(Beginning of Data supplied)

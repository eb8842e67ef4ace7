/// Shopstack - storefront microservices on GKE with Prometheus
///
/// Provisions a GKE cluster, deploys a demo e-commerce microservices
/// application from its upstream manifests and installs a Prometheus/Grafana
/// monitoring stack with Helm.
mod config;
mod gcloud;
mod k8s;
mod monitoring;
mod storefront;
mod utils;

use anyhow::{Context, Result};
use clap::{Parser, Subcommand};
use std::path::PathBuf;
use tokio_util::sync::CancellationToken;
use tracing::{error, info, warn};
use tracing_subscriber::{layer::SubscriberExt, util::SubscriberInitExt};

use crate::config::DeployConfig;
use crate::gcloud::{ClusterManager, GcpClient, ProjectVerifier};
use crate::k8s::KubernetesClient;
use crate::monitoring::MonitoringManager;
use crate::storefront::StorefrontManager;
use crate::utils::command::{check_tools, Tool};

#[derive(Parser)]
#[command(name = "shopstack")]
#[command(about = "Deploy a microservices storefront and monitoring stack on GKE", long_about = None)]
struct Cli {
    #[command(subcommand)]
    command: Commands,

    /// Configuration file path
    #[arg(short, long, default_value = "shopstack.yaml")]
    config: PathBuf,

    /// Output directory for generated files
    #[arg(short, long, default_value = "./output")]
    output: PathBuf,

    /// Enable verbose logging
    #[arg(short, long)]
    verbose: bool,
}

#[derive(Subcommand)]
enum Commands {
    /// Generate example configuration file
    Init,

    /// Provision the cluster, deploy the storefront and monitoring
    Deploy {
        /// Use the existing kubeconfig instead of provisioning the cluster
        #[arg(long)]
        skip_cluster: bool,

        /// Do not install the monitoring stack
        #[arg(long)]
        skip_monitoring: bool,
    },

    /// Show cluster, storefront and monitoring status
    Status,

    /// Print Grafana access details
    Credentials,

    /// Remove the deployment and the cluster
    Destroy {
        /// Remove workloads but keep the cluster
        #[arg(long)]
        keep_cluster: bool,
    },
}

impl Cli {
    fn kubeconfig_path(&self) -> PathBuf {
        self.output.join("kubeconfig")
    }

    fn load_config(&self) -> Result<DeployConfig> {
        DeployConfig::from_file(&self.config).context("Failed to load configuration")
    }

    fn storefront(&self, config: &DeployConfig, cancel: &CancellationToken) -> StorefrontManager {
        StorefrontManager::new(
            config.storefront.clone(),
            self.kubeconfig_path(),
            self.output.clone(),
            config.timeouts.clone(),
            cancel.clone(),
        )
    }

    fn monitoring(&self, config: &DeployConfig, cancel: &CancellationToken) -> MonitoringManager {
        MonitoringManager::new(
            config.monitoring.clone(),
            self.kubeconfig_path(),
            self.output.clone(),
            config.timeouts.clone(),
            cancel.clone(),
        )
    }
}

#[tokio::main]
async fn main() {
    let cli = Cli::parse();

    // Initialize tracing
    let log_level = if cli.verbose { "debug" } else { "info" };
    tracing_subscriber::registry()
        .with(
            tracing_subscriber::EnvFilter::try_from_default_env()
                .unwrap_or_else(|_| format!("shopstack={}", log_level).into()),
        )
        .with(tracing_subscriber::fmt::layer())
        .init();

    let cancel = CancellationToken::new();
    let cancel_on_signal = cancel.clone();
    tokio::spawn(async move {
        if tokio::signal::ctrl_c().await.is_err() {
            return;
        }
        warn!("Interrupt received, stopping after the current step (Ctrl-C again to abort)");
        cancel_on_signal.cancel();

        if tokio::signal::ctrl_c().await.is_ok() {
            error!("Aborted");
            std::process::exit(130);
        }
    });

    // Execute command
    let result = match cli.command {
        Commands::Init => init_config(&cli).await,
        Commands::Deploy {
            skip_cluster,
            skip_monitoring,
        } => deploy(&cli, &cancel, skip_cluster, skip_monitoring).await,
        Commands::Status => show_status(&cli, &cancel).await,
        Commands::Credentials => show_credentials(&cli, &cancel).await,
        Commands::Destroy { keep_cluster } => destroy(&cli, &cancel, keep_cluster).await,
    };

    if let Err(e) = result {
        error!("Error: {:#}", e);
        std::process::exit(1);
    }
}

/// Stop between pipeline steps once an interrupt was received
fn checkpoint(cancel: &CancellationToken, next_step: &str) -> Result<()> {
    if cancel.is_cancelled() {
        anyhow::bail!("Interrupted before {}", next_step);
    }
    Ok(())
}

/// Build a cluster manager for the resolved project
async fn cluster_manager(
    config: &DeployConfig,
    cancel: &CancellationToken,
    verify: bool,
) -> Result<ClusterManager> {
    let project_id = config.resolve_project_id().await?;
    let token = config.resolve_access_token().await?;
    let client = GcpClient::new(token)?;

    if verify {
        ProjectVerifier::new(client.clone())
            .verify(&project_id)
            .await?;
    }

    Ok(ClusterManager::new(
        client,
        project_id,
        config.gcp.zone.clone(),
        config.timeouts.cluster_operation,
        cancel.clone(),
    ))
}

/// Run the full deployment pipeline
async fn deploy(
    cli: &Cli,
    cancel: &CancellationToken,
    skip_cluster: bool,
    skip_monitoring: bool,
) -> Result<()> {
    info!("Starting deployment...");

    // Check prerequisites
    let mut tools = vec![Tool::Kubectl, Tool::Git];
    if !skip_cluster {
        tools.push(Tool::Gcloud);
    }
    if !skip_monitoring {
        tools.push(Tool::Helm);
    }
    check_tools(&tools).await?;

    let config = cli.load_config()?;
    let kubeconfig_path = cli.kubeconfig_path();

    info!("Cluster name: {}", config.cluster.name);

    if skip_cluster {
        info!("Skipping cluster provisioning, using {}", kubeconfig_path.display());
    } else {
        let clusters = cluster_manager(&config, cancel, true).await?;
        checkpoint(cancel, "cluster provisioning")?;
        let cluster = clusters.ensure_cluster(&config.cluster).await?;
        info!(
            "Cluster {} is {} (master {}, {} nodes)",
            cluster.name,
            cluster.status,
            cluster.current_master_version.as_deref().unwrap_or("unknown"),
            cluster
                .current_node_count
                .map(|n| n.to_string())
                .unwrap_or_else(|| "?".to_string())
        );
        checkpoint(cancel, "fetching credentials")?;
        clusters
            .fetch_credentials(&config.cluster.name, &kubeconfig_path)
            .await?;
    }

    KubernetesClient::check_connection(&kubeconfig_path).await?;

    // Storefront
    checkpoint(cancel, "preparing the storefront")?;
    let storefront = cli.storefront(&config, cancel);
    let manifest = storefront.prepare().await?;
    checkpoint(cancel, "deploying the storefront")?;
    storefront.deploy(&manifest).await?;
    let ready = storefront.wait_for_pods().await?;
    info!("{} storefront pods ready", ready);

    // Monitoring
    let grafana = if skip_monitoring {
        info!("Skipping monitoring stack");
        None
    } else {
        checkpoint(cancel, "installing monitoring")?;
        let monitoring = cli.monitoring(&config, cancel);
        monitoring.install().await?;
        checkpoint(cancel, "exposing Grafana")?;
        let address = monitoring.expose_grafana().await?;
        let credentials = monitoring.grafana_credentials().await?;
        Some((address, credentials))
    };

    let frontend = storefront.wait_for_frontend().await?;

    info!("✓ Deployment completed successfully!");
    info!("");
    info!("Storefront:");
    info!("  URL: http://{}", frontend);
    info!("  Namespace: {}", config.storefront.namespace);
    if let Some((address, credentials)) = grafana {
        info!("");
        info!("Grafana:");
        info!("  URL: http://{}", address);
        info!("  User: {}", credentials.user);
        info!("  Password: {}", credentials.password);
    }
    info!("");
    info!("To access your cluster:");
    info!("  export KUBECONFIG={}", kubeconfig_path.display());
    info!("  kubectl get pods -n {}", config.storefront.namespace);

    Ok(())
}
/// Kubernetes operations client
use anyhow::{Context, Result};
use std::path::Path;

use crate::utils::command::CommandBuilder;

/// Kubernetes client for kubectl operations
pub struct KubernetesClient;

impl KubernetesClient {
    /// Check that the kubeconfig reaches a live API server
    pub async fn check_connection(kubeconfig_path: &Path) -> Result<()> {
        if !kubeconfig_path.exists() {
            anyhow::bail!(
                "Kubeconfig not found at {}. Run `shopstack deploy` first.",
                kubeconfig_path.display()
            );
        }

        CommandBuilder::new("kubectl")
            .args(["version", "--request-timeout=10s"])
            .kubeconfig(kubeconfig_path)
            .context("Failed to reach the Kubernetes API server")
            .run_silent()
            .await
            .context("Cluster is not reachable with the saved kubeconfig")
    }
}

#[cfg(test)]
mod tests {
    use super::*;

    #[tokio::test]
    async fn test_missing_kubeconfig() {
        let dir = tempfile::tempdir().unwrap();
        let err = KubernetesClient::check_connection(&dir.path().join("kubeconfig"))
            .await
            .unwrap_err();
        assert!(err.to_string().contains("Kubeconfig not found"));
    }
}
//! Event application for group channels.
//!
//! The session's event loop routes each decoded [`ChannelEvent`] to its
//! channel and calls [`GroupChannel::dispatch`]. Dispatch mutates the caches
//! and returns a [`DispatchOutcome`] describing what changed; surfacing that
//! to the application (callbacks, channels, ...) is the caller's job.

use huddle_types::{ChannelEvent, MessageId, UserId};
use std::sync::Arc;

use crate::cache::Message;
use crate::channel::{ChannelInfo, GroupChannel};
use crate::member::GroupMember;
use crate::voice::VoiceState;

/// What a dispatched event changed.
#[derive(Debug, Clone)]
pub enum DispatchOutcome {
    /// Scalar fields (and possibly the member table) were updated.
    ChannelUpdated {
        /// Fields before the update.
        before: Arc<ChannelInfo>,
        /// Fields after the update.
        after: Arc<ChannelInfo>,
    },
    /// A member joined (or was already present).
    RecipientAdded(Arc<GroupMember>),
    /// A member left.
    RecipientRemoved {
        /// The departing user.
        user_id: UserId,
        /// The removed member, if it was in the table.
        member: Option<Arc<GroupMember>>,
    },
    /// A message arrived. Returned even when caching is disabled.
    MessageReceived(Arc<Message>),
    /// A message was deleted.
    MessageDeleted {
        /// Deleted message id.
        id: MessageId,
        /// The cached copy, if there was one.
        cached: Option<Arc<Message>>,
    },
    /// Several messages were deleted.
    MessagesDeleted(Vec<(MessageId, Option<Arc<Message>>)>),
    /// A user's voice presence changed.
    VoiceStateUpdated {
        /// User whose presence changed.
        user_id: UserId,
        /// Previous state.
        before: Option<Arc<VoiceState>>,
        /// New state. `None` when the user left voice.
        after: Option<Arc<VoiceState>>,
    },
    /// The event targeted a different channel.
    Ignored,
}

impl GroupChannel {
    /// Apply one event and report what changed.
    pub fn dispatch(&self, event: ChannelEvent) -> DispatchOutcome {
        match event {
            ChannelEvent::ChannelUpdate(model) => {
                if model.id != self.id() {
                    return self.ignored("CHANNEL_UPDATE");
                }
                let before = self.info();
                self.apply(&model);
                DispatchOutcome::ChannelUpdated {
                    before,
                    after: self.info(),
                }
            }

            ChannelEvent::RecipientAdd(user) => {
                DispatchOutcome::RecipientAdded(self.add_member(&user))
            }

            ChannelEvent::RecipientRemove(user_id) => DispatchOutcome::RecipientRemoved {
                user_id,
                member: self.remove_member(user_id),
            },

            ChannelEvent::MessageCreate(model) => {
                if model.channel_id != self.id() {
                    return self.ignored("MESSAGE_CREATE");
                }
                let message = Arc::new(Message::from(model));
                self.add_message(Arc::clone(&message));
                DispatchOutcome::MessageReceived(message)
            }

            ChannelEvent::MessageDelete(id) => DispatchOutcome::MessageDeleted {
                id,
                cached: self.remove_message(id),
            },

            ChannelEvent::MessageDeleteBulk(ids) => DispatchOutcome::MessagesDeleted(
                ids.into_iter()
                    .map(|id| (id, self.remove_message(id)))
                    .collect(),
            ),

            ChannelEvent::VoiceStateUpdate(model) => {
                let user_id = model.user_id;
                let before = self.voice_state(user_id);
                let after = if model.channel_id.is_some() {
                    Some(self.upsert_voice_state(&model))
                } else {
                    self.remove_voice_state(user_id);
                    None
                };
                DispatchOutcome::VoiceStateUpdated {
                    user_id,
                    before,
                    after,
                }
            }
        }
    }

    fn ignored(&self, kind: &str) -> DispatchOutcome {
        tracing::debug!(channel_id = %self.id(), kind, "ignoring event for another channel");
        DispatchOutcome::Ignored
    }
}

(End of Data supplied)

= What to work on =
Which lines in the data above hold the string "match"? Return each of them.

= Answer to the exercise =
    let result = match cli.command {
        match event {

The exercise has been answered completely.